:: EXERCISE ::
With the first line as the start and the line containing "object. Returns the size." as the end, write out every line of the records exactly.

---

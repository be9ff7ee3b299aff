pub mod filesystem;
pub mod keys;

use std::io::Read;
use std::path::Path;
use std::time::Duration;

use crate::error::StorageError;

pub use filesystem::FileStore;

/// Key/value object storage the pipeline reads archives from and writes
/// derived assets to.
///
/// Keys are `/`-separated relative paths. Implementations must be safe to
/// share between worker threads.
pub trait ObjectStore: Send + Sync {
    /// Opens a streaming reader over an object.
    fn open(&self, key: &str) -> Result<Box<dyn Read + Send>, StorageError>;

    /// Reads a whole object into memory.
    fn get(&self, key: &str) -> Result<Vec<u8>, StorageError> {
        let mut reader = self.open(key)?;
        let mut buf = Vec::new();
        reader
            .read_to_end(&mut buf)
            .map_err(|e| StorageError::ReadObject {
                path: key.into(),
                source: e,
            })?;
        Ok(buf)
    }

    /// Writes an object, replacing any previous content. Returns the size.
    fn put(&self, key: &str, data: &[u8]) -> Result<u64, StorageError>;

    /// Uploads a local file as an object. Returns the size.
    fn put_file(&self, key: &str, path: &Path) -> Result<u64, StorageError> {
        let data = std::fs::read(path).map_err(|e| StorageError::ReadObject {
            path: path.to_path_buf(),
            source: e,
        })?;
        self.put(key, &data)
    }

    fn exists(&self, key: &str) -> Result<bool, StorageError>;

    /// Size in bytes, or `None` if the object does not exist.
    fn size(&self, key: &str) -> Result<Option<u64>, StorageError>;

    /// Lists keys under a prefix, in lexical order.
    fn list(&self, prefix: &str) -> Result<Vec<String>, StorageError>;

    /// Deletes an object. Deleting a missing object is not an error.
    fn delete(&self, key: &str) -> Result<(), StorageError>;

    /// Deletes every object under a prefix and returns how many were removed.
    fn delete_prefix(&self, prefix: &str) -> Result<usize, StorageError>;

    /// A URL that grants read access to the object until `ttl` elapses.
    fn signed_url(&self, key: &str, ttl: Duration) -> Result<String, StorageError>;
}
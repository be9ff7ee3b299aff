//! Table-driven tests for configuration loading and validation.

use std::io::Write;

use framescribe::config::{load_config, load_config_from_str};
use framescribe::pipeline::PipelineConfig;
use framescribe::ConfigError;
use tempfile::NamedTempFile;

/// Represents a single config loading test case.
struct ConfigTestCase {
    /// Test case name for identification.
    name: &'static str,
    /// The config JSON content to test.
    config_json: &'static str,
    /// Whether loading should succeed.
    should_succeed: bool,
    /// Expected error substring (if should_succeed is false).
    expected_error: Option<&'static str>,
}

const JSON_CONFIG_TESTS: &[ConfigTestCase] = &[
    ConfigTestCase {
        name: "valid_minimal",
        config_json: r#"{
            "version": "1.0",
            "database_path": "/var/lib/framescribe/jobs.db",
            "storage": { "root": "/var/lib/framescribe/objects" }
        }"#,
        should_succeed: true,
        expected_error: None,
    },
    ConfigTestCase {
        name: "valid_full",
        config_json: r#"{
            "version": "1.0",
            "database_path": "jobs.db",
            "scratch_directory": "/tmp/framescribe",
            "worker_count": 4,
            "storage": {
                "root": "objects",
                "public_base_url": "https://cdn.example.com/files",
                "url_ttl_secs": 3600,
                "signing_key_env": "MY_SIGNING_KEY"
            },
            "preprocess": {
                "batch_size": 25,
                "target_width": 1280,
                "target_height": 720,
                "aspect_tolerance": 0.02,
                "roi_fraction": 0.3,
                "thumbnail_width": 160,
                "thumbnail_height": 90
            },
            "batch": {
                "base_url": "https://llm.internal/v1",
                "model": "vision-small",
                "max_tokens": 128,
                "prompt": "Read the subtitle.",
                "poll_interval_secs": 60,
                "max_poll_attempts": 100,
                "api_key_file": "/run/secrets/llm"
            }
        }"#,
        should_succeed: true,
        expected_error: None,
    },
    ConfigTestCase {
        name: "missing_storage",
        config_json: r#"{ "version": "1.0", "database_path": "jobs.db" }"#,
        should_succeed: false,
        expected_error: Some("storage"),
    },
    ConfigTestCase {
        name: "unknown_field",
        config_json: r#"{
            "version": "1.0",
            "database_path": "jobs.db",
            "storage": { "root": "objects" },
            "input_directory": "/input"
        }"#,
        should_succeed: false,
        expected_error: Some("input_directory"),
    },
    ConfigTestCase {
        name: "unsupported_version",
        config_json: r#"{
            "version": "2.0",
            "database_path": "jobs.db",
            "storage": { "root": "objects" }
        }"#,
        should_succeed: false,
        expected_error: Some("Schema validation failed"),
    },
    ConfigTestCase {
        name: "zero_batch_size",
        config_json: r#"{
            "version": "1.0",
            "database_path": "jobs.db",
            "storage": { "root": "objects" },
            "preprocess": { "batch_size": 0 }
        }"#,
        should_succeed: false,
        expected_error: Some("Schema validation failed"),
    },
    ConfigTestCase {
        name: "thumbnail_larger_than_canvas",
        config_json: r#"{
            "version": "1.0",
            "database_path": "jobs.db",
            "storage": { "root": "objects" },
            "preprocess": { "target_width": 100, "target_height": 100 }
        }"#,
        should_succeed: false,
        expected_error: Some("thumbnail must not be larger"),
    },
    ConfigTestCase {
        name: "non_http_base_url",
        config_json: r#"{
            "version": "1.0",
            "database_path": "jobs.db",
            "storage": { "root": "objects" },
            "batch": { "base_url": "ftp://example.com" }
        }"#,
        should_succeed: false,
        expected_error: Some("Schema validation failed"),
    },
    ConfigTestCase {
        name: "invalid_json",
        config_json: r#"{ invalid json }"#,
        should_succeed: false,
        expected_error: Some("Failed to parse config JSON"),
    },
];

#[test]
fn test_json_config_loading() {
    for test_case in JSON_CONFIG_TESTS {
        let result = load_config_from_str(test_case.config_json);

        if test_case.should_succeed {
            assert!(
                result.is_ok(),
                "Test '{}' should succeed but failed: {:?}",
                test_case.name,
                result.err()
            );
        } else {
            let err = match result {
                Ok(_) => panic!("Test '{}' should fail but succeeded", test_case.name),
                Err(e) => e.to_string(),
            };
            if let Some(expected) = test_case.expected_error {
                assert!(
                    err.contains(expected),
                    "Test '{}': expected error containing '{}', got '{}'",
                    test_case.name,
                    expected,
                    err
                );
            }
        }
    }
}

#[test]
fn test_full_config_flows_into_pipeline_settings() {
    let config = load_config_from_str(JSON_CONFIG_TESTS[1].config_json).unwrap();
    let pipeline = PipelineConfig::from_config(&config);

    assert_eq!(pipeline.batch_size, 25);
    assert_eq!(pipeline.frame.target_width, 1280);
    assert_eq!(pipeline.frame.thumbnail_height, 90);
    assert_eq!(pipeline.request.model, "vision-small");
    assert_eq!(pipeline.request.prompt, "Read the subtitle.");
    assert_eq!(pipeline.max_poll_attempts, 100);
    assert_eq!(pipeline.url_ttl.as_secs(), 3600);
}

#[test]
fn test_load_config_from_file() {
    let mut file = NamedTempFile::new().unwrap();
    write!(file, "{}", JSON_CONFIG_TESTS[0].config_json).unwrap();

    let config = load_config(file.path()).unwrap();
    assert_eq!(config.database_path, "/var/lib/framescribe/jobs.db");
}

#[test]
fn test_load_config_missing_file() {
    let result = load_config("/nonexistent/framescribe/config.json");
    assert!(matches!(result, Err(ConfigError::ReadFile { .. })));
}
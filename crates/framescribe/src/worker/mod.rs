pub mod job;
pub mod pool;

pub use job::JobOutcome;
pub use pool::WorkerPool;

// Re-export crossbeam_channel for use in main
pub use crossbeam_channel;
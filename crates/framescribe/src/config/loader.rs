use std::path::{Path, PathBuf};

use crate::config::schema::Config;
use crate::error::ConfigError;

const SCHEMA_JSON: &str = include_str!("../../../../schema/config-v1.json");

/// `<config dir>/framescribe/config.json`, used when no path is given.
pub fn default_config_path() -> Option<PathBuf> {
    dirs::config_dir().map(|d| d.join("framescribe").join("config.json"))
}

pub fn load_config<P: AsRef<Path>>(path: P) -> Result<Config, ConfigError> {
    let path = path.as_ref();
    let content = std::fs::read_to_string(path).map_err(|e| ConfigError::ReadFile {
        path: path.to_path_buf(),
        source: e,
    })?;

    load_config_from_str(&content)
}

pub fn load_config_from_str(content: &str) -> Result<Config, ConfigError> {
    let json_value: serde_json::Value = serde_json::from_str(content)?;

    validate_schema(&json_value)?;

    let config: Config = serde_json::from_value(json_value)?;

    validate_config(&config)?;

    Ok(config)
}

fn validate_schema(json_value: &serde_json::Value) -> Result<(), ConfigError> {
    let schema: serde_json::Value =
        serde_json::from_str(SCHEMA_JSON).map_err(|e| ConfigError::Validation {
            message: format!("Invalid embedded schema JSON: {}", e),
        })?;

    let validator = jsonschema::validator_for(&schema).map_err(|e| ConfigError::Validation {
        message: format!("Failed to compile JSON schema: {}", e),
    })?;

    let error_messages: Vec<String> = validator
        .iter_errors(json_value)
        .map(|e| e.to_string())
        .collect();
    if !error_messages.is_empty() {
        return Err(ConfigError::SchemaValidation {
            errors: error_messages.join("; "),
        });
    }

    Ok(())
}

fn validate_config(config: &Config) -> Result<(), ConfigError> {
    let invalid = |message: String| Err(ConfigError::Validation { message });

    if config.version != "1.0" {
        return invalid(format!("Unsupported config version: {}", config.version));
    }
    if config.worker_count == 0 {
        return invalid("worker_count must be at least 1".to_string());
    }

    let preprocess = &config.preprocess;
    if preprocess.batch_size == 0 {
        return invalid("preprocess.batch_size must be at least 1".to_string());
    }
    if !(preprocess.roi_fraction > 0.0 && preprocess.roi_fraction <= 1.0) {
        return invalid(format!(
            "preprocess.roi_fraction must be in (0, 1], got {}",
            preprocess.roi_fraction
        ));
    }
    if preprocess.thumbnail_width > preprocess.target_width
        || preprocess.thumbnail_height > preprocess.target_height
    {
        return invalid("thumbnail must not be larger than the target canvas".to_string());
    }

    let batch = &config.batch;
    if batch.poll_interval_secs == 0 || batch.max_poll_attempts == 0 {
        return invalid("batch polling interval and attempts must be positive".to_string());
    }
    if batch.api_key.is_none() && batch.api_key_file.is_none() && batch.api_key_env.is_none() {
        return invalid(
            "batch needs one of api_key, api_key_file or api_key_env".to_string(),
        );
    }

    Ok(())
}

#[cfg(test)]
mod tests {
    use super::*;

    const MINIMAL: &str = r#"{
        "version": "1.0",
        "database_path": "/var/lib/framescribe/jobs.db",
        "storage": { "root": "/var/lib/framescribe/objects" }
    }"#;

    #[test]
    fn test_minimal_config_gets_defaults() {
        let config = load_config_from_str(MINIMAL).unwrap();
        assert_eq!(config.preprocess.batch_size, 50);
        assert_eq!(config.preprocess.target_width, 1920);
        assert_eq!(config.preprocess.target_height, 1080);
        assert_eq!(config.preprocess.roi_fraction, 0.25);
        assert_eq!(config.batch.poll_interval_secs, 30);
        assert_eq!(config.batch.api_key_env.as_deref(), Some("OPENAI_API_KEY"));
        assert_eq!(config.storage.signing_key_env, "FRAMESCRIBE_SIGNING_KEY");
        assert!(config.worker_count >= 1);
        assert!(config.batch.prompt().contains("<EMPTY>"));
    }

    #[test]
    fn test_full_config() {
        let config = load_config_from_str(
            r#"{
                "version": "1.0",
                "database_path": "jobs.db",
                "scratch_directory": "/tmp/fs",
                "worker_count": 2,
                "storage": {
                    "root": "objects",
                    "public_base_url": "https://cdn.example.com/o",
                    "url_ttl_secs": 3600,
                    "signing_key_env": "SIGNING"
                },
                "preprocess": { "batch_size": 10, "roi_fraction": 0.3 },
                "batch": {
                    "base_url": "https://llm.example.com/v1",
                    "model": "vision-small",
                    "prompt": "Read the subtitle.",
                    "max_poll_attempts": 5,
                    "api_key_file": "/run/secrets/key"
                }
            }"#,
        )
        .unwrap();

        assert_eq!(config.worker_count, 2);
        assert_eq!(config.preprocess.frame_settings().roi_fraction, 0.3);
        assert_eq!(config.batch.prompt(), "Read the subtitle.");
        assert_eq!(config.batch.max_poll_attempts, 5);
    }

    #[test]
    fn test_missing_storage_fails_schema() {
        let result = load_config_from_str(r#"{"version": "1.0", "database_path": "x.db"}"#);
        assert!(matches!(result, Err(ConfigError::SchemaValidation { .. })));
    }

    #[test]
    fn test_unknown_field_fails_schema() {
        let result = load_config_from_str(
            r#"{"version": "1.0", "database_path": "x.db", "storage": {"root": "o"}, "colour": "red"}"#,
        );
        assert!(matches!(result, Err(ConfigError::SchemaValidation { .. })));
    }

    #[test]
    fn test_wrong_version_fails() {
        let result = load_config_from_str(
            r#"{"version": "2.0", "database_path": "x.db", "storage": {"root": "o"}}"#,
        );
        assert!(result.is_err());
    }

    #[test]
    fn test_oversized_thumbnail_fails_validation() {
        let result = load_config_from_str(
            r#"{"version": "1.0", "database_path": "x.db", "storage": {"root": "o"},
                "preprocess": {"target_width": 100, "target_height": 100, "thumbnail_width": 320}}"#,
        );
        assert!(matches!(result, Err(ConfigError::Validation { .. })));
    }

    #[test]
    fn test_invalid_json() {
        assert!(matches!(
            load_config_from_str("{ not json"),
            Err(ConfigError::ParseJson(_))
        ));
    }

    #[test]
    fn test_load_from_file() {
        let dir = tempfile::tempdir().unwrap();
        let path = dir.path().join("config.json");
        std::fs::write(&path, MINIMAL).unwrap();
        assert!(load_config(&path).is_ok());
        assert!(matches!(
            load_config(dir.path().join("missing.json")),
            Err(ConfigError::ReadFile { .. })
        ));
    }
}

---

:: SOLVED EXERCISE ::
repository be9ff7ee3b299aff
pub mod filesystem;
pub mod keys;

use std::io::Read;
use std::path::Path;
use std::time::Duration;

use crate::error::StorageError;

pub use filesystem::FileStore;

/// Key/value object storage the pipeline reads archives from and writes
/// derived assets to.
///
/// Keys are `/`-separated relative paths. Implementations must be safe to
/// share between worker threads.
pub trait ObjectStore: Send + Sync {
    /// Opens a streaming reader over an object.
    fn open(&self, key: &str) -> Result<Box<dyn Read + Send>, StorageError>;

    /// Reads a whole object into memory.
    fn get(&self, key: &str) -> Result<Vec<u8>, StorageError> {
        let mut reader = self.open(key)?;
        let mut buf = Vec::new();
        reader
            .read_to_end(&mut buf)
            .map_err(|e| StorageError::ReadObject {
                path: key.into(),
                source: e,
            })?;
        Ok(buf)
    }

    /// Writes an object, replacing any previous content. Returns the size.
    fn put(&self, key: &str, data: &[u8]) -> Result<u64, StorageError>;

    /// Uploads a local file as an object. Returns the size.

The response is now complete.